Recently Newman’s been evolving his own novels into filmscripts, and it can be no accident that films and film-making turn up again and again in these tales. ‘Where The Bodies Are Buried’ and its sequel are about the influences of a highly successful horror franchise on it’s inspiration and its creator; and the powerful werewolf story ‘Out Of The Night’, ‘When The Full Moon Is Bright...’ has a black British writer in a Zonked-out Los Angeles to adapt his successful novel from the UK to the festering American city.

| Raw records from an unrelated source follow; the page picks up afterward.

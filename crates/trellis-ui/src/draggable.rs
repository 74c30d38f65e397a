use std::cell::Cell;
use std::rc::Rc;

use trellis_core::{PressEvent, PressEventKind};

/// Horizontal drag handle, e.g. a column resize grip.
///
/// Each move reports `delta_x`, the cumulative horizontal distance from where
/// the drag started. The handle itself never moves, so deltas do not
/// accumulate across drags.
#[derive(Clone)]
pub struct DragHandle {
    start_x: Rc<Cell<Option<f32>>>,
    on_drag: Rc<dyn Fn(f32)>,
    on_stop: Rc<dyn Fn()>,
}

impl DragHandle {
    pub fn new(on_drag: impl Fn(f32) + 'static, on_stop: impl Fn() + 'static) -> Self {
        Self {
            start_x: Rc::new(Cell::new(None)),
            on_drag: Rc::new(on_drag),
            on_stop: Rc::new(on_stop),
        }
    }

    pub fn is_dragging(&self) -> bool {
        self.start_x.get().is_some()
    }

    /// Leaving the handle does not end a drag; only release or cancel do.
    pub fn handle(&self, ev: &PressEvent) {
        let x = ev.contact_points().first().map(|p| p.x);
        match ev.kind {
            PressEventKind::Start => {
                if let Some(x) = x {
                    ev.prevent_default();
                    self.start_x.set(Some(x));
                }
            }
            PressEventKind::Move => {
                if let (Some(start), Some(x)) = (self.start_x.get(), x) {
                    (self.on_drag)(x - start);
                }
            }
            PressEventKind::End | PressEventKind::Cancel => {
                if self.start_x.take().is_some() {
                    (self.on_stop)();
                }
            }
            PressEventKind::Leave => {}
        }
    }
}
use std::cell::RefCell;
use std::rc::Rc;

/// Cleanup handle. Clones share the same cleanup, which runs at most once.
#[derive(Clone)]
pub struct Dispose(Rc<RefCell<Option<Box<dyn FnOnce()>>>>);

impl Dispose {
    pub fn new(f: impl FnOnce() + 'static) -> Self {
        Self(Rc::new(RefCell::new(Some(Box::new(f)))))
    }

    /// Runs at most once (safe to call multiple times).
    pub fn run(&self) {
        let f = self.0.borrow_mut().take();
        if let Some(f) = f {
            f()
        }
    }

    pub fn is_disposed(&self) -> bool {
        self.0.borrow().is_none()
    }

    /// Wraps this handle so the cleanup also runs when the guard is dropped.
    pub fn guard(self) -> DisposeGuard {
        DisposeGuard(self)
    }
}

impl std::fmt::Debug for Dispose {
    fn fmt(&self, f: &mut std::fmt::Formatter<'_>) -> std::fmt::Result {
        f.debug_tuple("Dispose")
            .field(&if self.is_disposed() { "done" } else { "armed" })
            .finish()
    }
}

/// Owned form of [`Dispose`] for struct fields: dropping the owner releases
/// the resource.
#[derive(Debug)]
pub struct DisposeGuard(Dispose);

impl DisposeGuard {
    pub fn dispose(self) {
        self.0.run();
    }
}

impl Drop for DisposeGuard {
    fn drop(&mut self) {
        self.0.run();
    }
}

/// Runs `f()` immediately and returns its `Dispose`, also held by the active
/// [`Scope`](crate::Scope) when there is one.
pub fn effect<F>(f: F) -> Dispose
where
    F: FnOnce() -> Dispose,
{
    let d = f();
    if let Some(scope) = crate::scope::active_scope() {
        scope.hold(d.clone());
    }
    d
}
//! # Surface
//!
//! The host side of the library: a tree of element nodes with their last
//! measured geometry, the viewport size, and the window/document event hub.
//!
//! A platform runner keeps the surface in sync with its real element tree
//! (`set_bounds` after layout, `resize_viewport` on window resize,
//! `notify_scroll` on scroll). Widgets only read from it and listen to it.

use std::cell::{Cell, RefCell};
use std::rc::Rc;

use slotmap::{SlotMap, new_key_type};

use crate::{BoundingBox, EventHub, EventMask, ViewportSize};

new_key_type! {
    pub struct NodeId;
}

#[derive(Default)]
struct NodeData {
    parent: Option<NodeId>,
    children: Vec<NodeId>,
    bounds: Option<BoundingBox>,
}

pub struct Surface {
    nodes: RefCell<SlotMap<NodeId, NodeData>>,
    root: NodeId,
    viewport: Cell<ViewportSize>,
    events: EventHub,
}

impl Surface {
    pub fn new(viewport: ViewportSize) -> Rc<Self> {
        let mut nodes = SlotMap::with_key();
        let root = nodes.insert(NodeData::default());
        Rc::new(Self {
            nodes: RefCell::new(nodes),
            root,
            viewport: Cell::new(viewport),
            events: EventHub::new(),
        })
    }

    /// The document body; portals attach their hosts here.
    pub fn root(&self) -> NodeId {
        self.root
    }

    pub fn events(&self) -> &EventHub {
        &self.events
    }

    pub fn viewport(&self) -> ViewportSize {
        self.viewport.get()
    }

    pub fn resize_viewport(&self, size: ViewportSize) {
        self.viewport.set(size);
        self.events.emit(EventMask::RESIZE);
    }

    pub fn notify_scroll(&self) {
        self.events.emit(EventMask::SCROLL);
    }

    /// Signals that the host's main content area changed size.
    pub fn notify_main_resized(&self) {
        self.events.emit(EventMask::MAIN_RESIZED);
    }

    /// Creates a node under `parent` (the root when `None`).
    pub fn create_node(&self, parent: Option<NodeId>) -> NodeId {
        let parent = parent.unwrap_or(self.root);
        let mut nodes = self.nodes.borrow_mut();
        let id = nodes.insert(NodeData {
            parent: Some(parent),
            ..Default::default()
        });
        if let Some(p) = nodes.get_mut(parent) {
            p.children.push(id);
        }
        id
    }

    /// Removes `node` and its whole subtree. The root cannot be removed.
    pub fn remove_node(&self, node: NodeId) -> bool {
        if node == self.root {
            log::warn!("attempted to remove the surface root");
            return false;
        }
        let mut nodes = self.nodes.borrow_mut();
        let Some(data) = nodes.remove(node) else {
            return false;
        };
        if let Some(parent) = data.parent.and_then(|p| nodes.get_mut(p)) {
            parent.children.retain(|c| *c != node);
        }
        let mut stack = data.children;
        while let Some(child) = stack.pop() {
            if let Some(d) = nodes.remove(child) {
                stack.extend(d.children);
            }
        }
        true
    }

    pub fn contains(&self, node: NodeId) -> bool {
        self.nodes.borrow().contains_key(node)
    }

    pub fn parent(&self, node: NodeId) -> Option<NodeId> {
        self.nodes.borrow().get(node).and_then(|n| n.parent)
    }

    pub fn children(&self, node: NodeId) -> Vec<NodeId> {
        self.nodes
            .borrow()
            .get(node)
            .map(|n| n.children.clone())
            .unwrap_or_default()
    }

    /// True when `ancestor` is `node` itself or one of its parents.
    pub fn is_ancestor_or_self(&self, ancestor: NodeId, node: NodeId) -> bool {
        let nodes = self.nodes.borrow();
        let mut cursor = Some(node);
        while let Some(id) = cursor {
            if id == ancestor {
                return true;
            }
            cursor = nodes.get(id).and_then(|n| n.parent);
        }
        false
    }

    pub fn set_bounds(&self, node: NodeId, bounds: BoundingBox) {
        if let Some(n) = self.nodes.borrow_mut().get_mut(node) {
            n.bounds = Some(bounds);
        }
    }

    /// Last measured geometry; `None` while the node is unmounted or not yet
    /// laid out.
    pub fn bounds(&self, node: NodeId) -> Option<BoundingBox> {
        self.nodes.borrow().get(node).and_then(|n| n.bounds)
    }

    pub fn node_count(&self) -> usize {
        self.nodes.borrow().len()
    }
}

Newman’s mysterious media mogul and uber-nasty Derek Leech (his best novel, The Quorum) pops in for an occasional cameo.

In a book this size there are inevitably lesser works - the cheap joke (mind, it’s a damn good cheap joke) of ‘Ratting’; the nondescript ‘Three On A Match’; the laboured smart idea of ‘The Pale Spirit People’ - but on the whole they are the shorter ones anyway. Famous Monsters is packed with more than enough ideas for a half-dozen substantial novels; a real lip-smacking four-courser of a book from a real smart-arse talent.